In total there are five at the moment.

I don't know what the rules are for grid-connecting at-the-time compliant inverters.  I practice they should in fact be entirely safe and do what the grid needs them to, eg re anti-islanding.

Rgds

Damon

mab:
If you're replacing an old G83 inverter on an existing system then that's fine.

if your operating 'below the radar' as it were and were not planning on exporting significantly then they'll work fine, and if you already have a grid connected system back-feeding through the meter they aren't going to notice an occasional small extra backfeed.

On a small domestic system it probably isn't a big deal, but there was, a year or so back, that brief blackout in England somewhere which was started by a 500Mw fossil fuel plant shutting down unexpectedly, causing the local frequency to drop, then a new windfarm (also running about 500Mw) also shut down - and that caused the 'load shedding' blackouts to protect the grid. The issue with the windfarm was that it was still being built and they'd temporarily installed out-dated 2nd hand inverters to get some money rolling in. But the old G83 inverters shut down on grid under-frequency before the grid load-shedding threshold - which is the worst thing they could do of course, as the last thing you want to do with grid under-frequency is disconnect power sources. The wind farm got fined, although the real error is with the idiot who spec'd the G83 under-frequency disconnect Hz  > the grid load-shedding Hz.
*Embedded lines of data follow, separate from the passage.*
//! Aggregation orchestrator
//!
//! One generation of the pipeline runs these tasks:
//!
//! ```text
//! producer --[snapshots: 10]--> merge --[exposed: 10]--> exposition server
//!                                 |
//!                                 +-- registry.gather() appended
//!                                 +-- spawn forward(snapshot + derived)
//! ```
//!
//! A signal drains the generation: the cancellation token is triggered and
//! the producer and exposition server must stop within the shutdown
//! timeout. A reload signal then builds a new generation from scratch.

use crate::catalog::{DEFAULT_COUNTERS, DEFAULT_EXPORTER_COUNTERS};
use crate::config::AgentConfig;
use crate::counters;
use crate::derived::{DerivedKind, WindowedCollector};
use crate::error::AgentError;
use crate::forward::{Forwarder, HyperTransport, Transport};
use crate::hostengine;
use crate::metrics;
use crate::producer::{MetricsProducer, WatchProducer};
use crate::reader::{FieldReader, Session};
use crate::registry::{DerivedCollector, Registry};
use crate::server::{ExpositionServer, HttpExpositionServer};
use crate::signals::{ControlSignal, SignalSource};
use crate::system_info::{EntityGroup, SystemInfo};
use async_trait::async_trait;
use std::sync::Arc;
use std::time::Duration;
use tokio::sync::{mpsc, watch};
use tokio::task::JoinHandle;
use tokio_util::sync::CancellationToken;
use tracing::{debug, error, info, warn};
use vigil_shared::{render, CounterSet};

/// Capacity of the producer and exposition buffers
pub const SNAPSHOT_BUFFER: usize = 10;

/// Pipeline lifecycle, published on [`Agent::lifecycle`]
#[derive(Debug, Clone, Copy, PartialEq, Eq)]
pub enum Lifecycle {
    Initializing,
    Running,
    Draining,
    Terminated,
}

/// Read-only state shared by the collaborators of one generation
pub struct GenerationContext<'a> {
    pub config: &'a AgentConfig,
    pub session: &'a Session,
    pub counters: Arc<CounterSet>,
    pub system_info: Arc<SystemInfo>,
    pub hostname: String,
}

/// Factories for everything the orchestrator does not implement itself
#[async_trait]
pub trait Collaborators: Send + Sync {
    async fn connect(&self, config: &AgentConfig) -> Result<Session, AgentError>;

    fn producer(&self, ctx: &GenerationContext<'_>) -> Result<Box<dyn MetricsProducer>, AgentError>;

    fn derived_collector(
        &self,
        kind: DerivedKind,
        ctx: &GenerationContext<'_>,
    ) -> Result<Arc<dyn DerivedCollector>, AgentError>;

    fn exposition_server(
        &self,
        config: &AgentConfig,
        exposed: mpsc::Receiver<String>,
        registry: Arc<Registry>,
    ) -> Result<Box<dyn ExpositionServer>, AgentError>;
}

/// Standalone hostengine, `dcgmi` reads and the hyper exposition server
#[derive(Debug, Default, Clone, Copy)]
pub struct DcgmCollaborators;

#[async_trait]
impl Collaborators for DcgmCollaborators {
    async fn connect(&self, config: &AgentConfig) -> Result<Session, AgentError> {
        hostengine::connect(&config.remote_hostengine, &config.dcgmi_path).await
    }

    fn producer(&self, ctx: &GenerationContext<'_>) -> Result<Box<dyn MetricsProducer>, AgentError> {
        Ok(Box::new(WatchProducer::new(
            ctx.config,
            ctx.counters.clone(),
            ctx.hostname.clone(),
            ctx.session.reader(),
            ctx.system_info.clone(),
        )))
    }

    fn derived_collector(
        &self,
        kind: DerivedKind,
        ctx: &GenerationContext<'_>,
    ) -> Result<Arc<dyn DerivedCollector>, AgentError> {
        let metric = ctx
            .counters
            .exporter
            .iter()
            .find(|c| c.id == kind.metric_id())
            .cloned()
            .ok_or_else(|| AgentError::Registration {
                collector: kind.to_string(),
                reason: "metric is not in the exporter counters".to_string(),
            })?;
        let window = match kind {
            DerivedKind::XidErrors => ctx.config.xid_window,
            DerivedKind::ClockEvents => ctx.config.clock_events_window,
        };
        Ok(Arc::new(WindowedCollector::new(
            kind,
            metric,
            ctx.session.reader(),
            ctx.hostname.clone(),
            window,
        )))
    }

    fn exposition_server(
        &self,
        config: &AgentConfig,
        exposed: mpsc::Receiver<String>,
        registry: Arc<Registry>,
    ) -> Result<Box<dyn ExpositionServer>, AgentError> {
        let server = HttpExpositionServer::bind(config.listen_socket()?, exposed, registry)?;
        Ok(Box::new(server))
    }
}

/// Hostname label value, empty when disabled
pub fn resolve_hostname(config: &AgentConfig) -> Result<String, AgentError> {
    if config.no_hostname {
        return Ok(String::new());
    }
    hostname::get()?
        .into_string()
        .map_err(|h| AgentError::config(format!("hostname {:?} is not valid UTF-8", h)))
}

/// Runs pipeline generations until a terminating signal
pub struct Agent {
    config: AgentConfig,
    collaborators: Arc<dyn Collaborators>,
    transport: Arc<dyn Transport>,
    lifecycle: watch::Sender<Lifecycle>,
    generation: u64,
}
Technically though, if you're going to connect microgeneration to the grid with the potential to export up to 16A (3.68kw) then you ought to notify the network operator by filling in their form and they do ask for the inverter details and will expect it to be G98/99 as they don't want any more G83 blackout hazzard types connected; if you want to connect anything >16A potential export you need their permission, and if you fit a system that has the potential for >16A but has a facility to limit export to <=16A then the limiting part needs to be G100.

I think.

I don't actually do grid connect renewables and am not 'MCS' certified, so I am not certain i've got it right.  ;D

DamonHD:
All that makes sense to me.

And thanks for the nugget on the blackout causes.  I was reading the official reports and they were all quite coy.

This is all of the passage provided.